Close your eyes and picture Montana. What do you see? Snow-capped
peaks? Sprawling green valleys? Untamed wildlife? What about a 1,780
foot-deep pit filled with more than 40-billion-gallons of rusty-hued
toxic water?
If the latter option strikes you as odd, then
you've never visited Butte, Mont. proud home to 34,000 people and the
Berkeley Pit — one of the most toxic places on Earth.
For just $2
you can mosey your way up to an observation deck and take in the scene:
Crooked terraces crudely etched into the face of the Earth spiral down
the rim of the expanse for more than a mile in all directions, gradually
sloping into a stagnant pool of water with a sheen the color of a fine
cabernet.
The water gains its distinctive hue from the high concentration of
chemicals and minerals lurking below.
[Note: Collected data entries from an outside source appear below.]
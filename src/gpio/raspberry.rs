use super::{Bias, DigitalIo, Level};
use crate::error::GpioError;
use parking_lot::Mutex;
use rppal::gpio::{Gpio, InputPin, OutputPin};
use std::collections::HashMap;
use tracing::{debug, info};

/// Raspberry Pi GPIO backed by rppal
pub struct RppalIo {
    gpio: Gpio,
    inputs: Mutex<HashMap<u8, InputPin>>,
    outputs: Mutex<HashMap<u8, OutputPin>>,
}

impl RppalIo {
    pub fn new() -> Result<Self, GpioError> {
        let gpio = Gpio::new().map_err(|e| GpioError::Unavailable {
            details: e.to_string(),
        })?;

        info!("GPIO controller opened");

        Ok(Self {
            gpio,
            inputs: Mutex::new(HashMap::new()),
            outputs: Mutex::new(HashMap::new()),
        })
    }

    fn claim(&self, pin: u8) -> Result<rppal::gpio::Pin, GpioError> {
        self.gpio.get(pin).map_err(|e| GpioError::Unavailable {
            details: format!("pin {}: {}", pin, e),
        })
    }
}

impl DigitalIo for RppalIo {
    fn setup_input(&self, pin: u8, bias: Bias) -> Result<(), GpioError> {
        let raw = self.claim(pin)?;
        let input = match bias {
            Bias::PullUp => raw.into_input_pullup(),
            Bias::PullDown => raw.into_input_pulldown(),
            Bias::Off => raw.into_input(),
        };
        debug!("Configured pin {} as input ({:?})", pin, bias);
        self.inputs.lock().insert(pin, input);
        Ok(())
    }

    fn setup_output(&self, pin: u8) -> Result<(), GpioError> {
        let output = self.claim(pin)?.into_output_low();
        debug!("Configured pin {} as output", pin);
        self.outputs.lock().insert(pin, output);
        Ok(())
    }

    fn read_pin(&self, pin: u8) -> Result<Level, GpioError> {
        let inputs = self.inputs.lock();
        let input = inputs.get(&pin).ok_or(GpioError::NotConfigured {
            pin,
            direction: "input",
        })?;

        Ok(match input.read() {
            rppal::gpio::Level::High => Level::High,
            rppal::gpio::Level::Low => Level::Low,
        })
    }

    fn write_pin(&self, pin: u8, level: Level) -> Result<(), GpioError> {
        let mut outputs = self.outputs.lock();
        let output = outputs.get_mut(&pin).ok_or(GpioError::NotConfigured {
            pin,
            direction: "output",
        })?;

        match level {
            Level::High => output.set_high(),
            Level::Low => output.set_low(),
        }
        Ok(())
    }
}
Manganese and iron team up to form
the deep red hue at the surface, but plunge further into the depths and
the surge in arsenic, aluminum, cadmium and zinc might make the water
seem downright chameleonic; at deeper points in the pit's lake the water
gradually shifts to a color akin to that of Mountain Dew, Slate reports.
No
one fishes at Berkeley Pit because no fish can survive there. No birds
scoot along the water's edge, no vegetation sprouts in, or around, the
pit. In 1995, a flock of 342 snow geese decided to roost in the pit's
lake for the night. By sunrise they were all dead, their insides charred
from the corrosive water, according to Atlas Obscura.